Records for this task:
************

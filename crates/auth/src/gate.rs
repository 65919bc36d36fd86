//! Render-or-redirect decision for a protected view.

use serde::Serialize;

use crate::config::RoutePaths;
use crate::router::DashboardRouter;
use crate::session::Session;
use crate::Role;

/// Roles accepted by a protected view. Empty means any authenticated role.
#[derive(Debug, Clone, Default, PartialEq, Eq)]
pub struct RoleRequirement {
    roles: Vec<Role>,
}

impl RoleRequirement {
    pub fn any() -> Self {
        Self::default()
    }

    /// Normalize route-declared role strings.
    pub fn of<I, S>(roles: I) -> Self
    where
        I: IntoIterator<Item = S>,
        S: AsRef<str>,
    {
        let mut normalized: Vec<Role> = Vec::new();
        for raw in roles {
            let role = Role::parse(raw.as_ref());
            if !normalized.contains(&role) {
                normalized.push(role);
            }
        }
        Self { roles: normalized }
    }

    pub fn is_any(&self) -> bool {
        self.roles.is_empty()
    }

    pub fn accepts(&self, role: &Role) -> bool {
        self.is_any() || self.roles.contains(role)
    }

    pub fn requires_super_admin(&self) -> bool {
        self.roles.iter().any(Role::is_super_admin)
    }

    pub fn roles(&self) -> &[Role] {
        &self.roles
    }
}

#[derive(Debug, Clone, Copy, PartialEq, Eq, Serialize)]
#[serde(rename_all = "kebab-case")]
pub enum RedirectReason {
    Unauthenticated,
    WrongRole,
    PrivilegedRequired,
}

#[derive(Debug, Clone, PartialEq, Eq, Serialize)]
pub struct RedirectDecision {
    pub path: String,
    pub reason: RedirectReason,
}

/// Gate state for one mount/navigation.
///
/// [`RoleGate::evaluate`] is a single synchronous pass and never yields
/// `Checking`. The variant is the initial value for hosts that render
/// before evaluation has run (for example a server-side shell that hydrates
/// later); such hosts must render nothing protected while in it.
#[derive(Debug, Clone, PartialEq, Eq)]
pub enum GateState {
    Checking,
    Authorized { role: Role },
    UnauthorizedNoSession(RedirectDecision),
    UnauthorizedWrongRole(RedirectDecision),
}

impl GateState {
    pub fn is_authorized(&self) -> bool {
        matches!(self, GateState::Authorized { .. })
    }

    pub fn redirect(&self) -> Option<&RedirectDecision> {
        match self {
            GateState::UnauthorizedNoSession(decision)
            | GateState::UnauthorizedWrongRole(decision) => Some(decision),
            GateState::Checking | GateState::Authorized { .. } => None,
        }
    }
}

/// Access rule attached to a protected view.
#[derive(Debug, Clone, Default, PartialEq, Eq)]
pub struct RoleGate {
    required: RoleRequirement,
    redirect_override: Option<String>,
}

impl RoleGate {
    pub fn new(required: RoleRequirement) -> Self {
        Self {
            required,
            redirect_override: None,
        }
    }

    /// Any authenticated visitor.
    pub fn authenticated() -> Self {
        Self::default()
    }

    pub fn for_roles<I, S>(roles: I) -> Self
    where
        I: IntoIterator<Item = S>,
        S: AsRef<str>,
    {
        Self::new(RoleRequirement::of(roles))
    }

    /// Send authenticated visitors with the wrong role here instead of their
    /// own dashboard.
    pub fn with_redirect(mut self, path: impl Into<String>) -> Self {
        self.redirect_override = Some(path.into());
        self
    }

    pub fn required(&self) -> &RoleRequirement {
        &self.required
    }

    pub fn evaluate(
        &self,
        session: &Session,
        routes: &RoutePaths,
        router: &DashboardRouter,
    ) -> GateState {
        let Some(role) = session.role() else {
            // The privileged entry point is never mixed with the generic one.
            let decision = if self.required.requires_super_admin() {
                RedirectDecision {
                    path: routes.privileged_auth.clone(),
                    reason: RedirectReason::PrivilegedRequired,
                }
            } else {
                RedirectDecision {
                    path: routes.auth.clone(),
                    reason: RedirectReason::Unauthenticated,
                }
            };
            tracing::debug!(path = %decision.path, "no session; redirecting");
            return GateState::UnauthorizedNoSession(decision);
        };

        if self.required.accepts(role) {
            return GateState::Authorized { role: role.clone() };
        }

        let path = match &self.redirect_override {
            Some(path) => path.clone(),
            None => router.resolve(role).to_string(),
        };
        tracing::debug!(role = %role, path = %path, "role not accepted; redirecting");
        GateState::UnauthorizedWrongRole(RedirectDecision {
            path,
            reason: RedirectReason::WrongRole,
        })
    }
}

#[cfg(test)]
mod tests {
    use super::*;
    use crate::profile::Profile;
    use crate::session::{Credential, SessionError};
    use proptest::prelude::*;

    fn signed_in(role: &str) -> Session {
        let profile = Profile::new(role);
        Session::Authenticated {
            role: profile.role(),
            profile,
        }
    }

    fn signed_out() -> Session {
        Session::Anonymous(SessionError::MissingCredential(Credential::Token))
    }

    fn evaluate(gate: &RoleGate, session: &Session) -> GateState {
        gate.evaluate(session, &RoutePaths::default(), &DashboardRouter::default())
    }

    #[test]
    fn any_role_accepts_every_session() {
        let state = evaluate(&RoleGate::authenticated(), &signed_in("whatever"));
        assert_eq!(state, GateState::Authorized { role: Role::Other("whatever".into()) });
    }

    #[test]
    fn super_admin_alias_holds_both_ways() {
        let required_underscore = RoleGate::for_roles(["super_admin"]);
        let required_compact = RoleGate::for_roles(["superadmin"]);

        assert!(evaluate(&required_underscore, &signed_in("superadmin")).is_authorized());
        assert!(evaluate(&required_compact, &signed_in("super_admin")).is_authorized());
    }

    #[test]
    fn matching_is_case_sensitive() {
        let state = evaluate(&RoleGate::for_roles(["admin"]), &signed_in("Admin"));
        assert_eq!(
            state.redirect().map(|d| d.reason),
            Some(RedirectReason::WrongRole)
        );
    }

    #[test]
    fn anonymous_visitor_goes_to_generic_login() {
        let state = evaluate(&RoleGate::for_roles(["admin"]), &signed_out());
        assert_eq!(
            state,
            GateState::UnauthorizedNoSession(RedirectDecision {
                path: "/auth".to_string(),
                reason: RedirectReason::Unauthenticated,
            })
        );
    }

    #[test]
    fn anonymous_visitor_to_super_admin_area_goes_to_privileged_login() {
        for required in [vec!["superadmin"], vec!["admin", "super_admin"]] {
            let state = evaluate(&RoleGate::for_roles(required), &signed_out());
            assert_eq!(
                state.redirect(),
                Some(&RedirectDecision {
                    path: "/super-admin/login".to_string(),
                    reason: RedirectReason::PrivilegedRequired,
                })
            );
        }
    }

    #[test]
    fn wrong_role_goes_to_own_dashboard() {
        let state = evaluate(&RoleGate::for_roles(["admin"]), &signed_in("instructor"));
        assert_eq!(
            state,
            GateState::UnauthorizedWrongRole(RedirectDecision {
                path: "/instructor/dashboard".to_string(),
                reason: RedirectReason::WrongRole,
            })
        );
    }

    #[test]
    fn wrong_role_prefers_override() {
        let gate = RoleGate::for_roles(["instructor"]).with_redirect("/403");
        let state = evaluate(&gate, &signed_in("student"));
        assert_eq!(state.redirect().map(|d| d.path.as_str()), Some("/403"));
    }

    #[test]
    fn override_does_not_apply_to_anonymous_visitors() {
        let gate = RoleGate::for_roles(["instructor"]).with_redirect("/403");
        let state = evaluate(&gate, &signed_out());
        assert_eq!(state.redirect().map(|d| d.path.as_str()), Some("/auth"));
    }

    #[test]
    fn requirement_deduplicates_aliases() {
        let requirement = RoleRequirement::of(["super_admin", "superadmin", "admin"]);
        assert_eq!(requirement.roles(), &[Role::SuperAdmin, Role::Admin]);
    }

    proptest! {
        /// Evaluation always settles on a final state.
        #[test]
        fn evaluate_never_yields_checking(
            required in prop::collection::vec(
                prop::sample::select(vec!["admin", "instructor", "student", "super_admin", "branch"]),
                0..3,
            ),
            role in prop::option::of(prop::sample::select(vec!["admin", "student", "superadmin", "auditor"])),
            redirect in prop::option::of(Just("/403")),
        ) {
            let mut gate = RoleGate::for_roles(&required);
            if let Some(path) = redirect {
                gate = gate.with_redirect(path);
            }
            let session = match role {
                Some(role) => signed_in(role),
                None => signed_out(),
            };

            prop_assert_ne!(evaluate(&gate, &session), GateState::Checking);
        }

        /// Anonymous visitors are never sent to the privileged login unless
        /// the view requires a super admin.
        #[test]
        fn privileged_login_only_for_super_admin_views(
            required in prop::collection::vec(
                prop::sample::select(vec!["admin", "instructor", "student", "branch_admin", "branch"]),
                0..4,
            ),
        ) {
            let state = evaluate(&RoleGate::for_roles(&required), &signed_out());
            let decision = state.redirect().cloned().unwrap();
            prop_assert_eq!(decision.path, "/auth");
            prop_assert_eq!(decision.reason, RedirectReason::Unauthenticated);
        }
    }
}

************

Problem to work on: Tally the lines in the records that hold the word "sample". Give only the total.

Response to the task: 3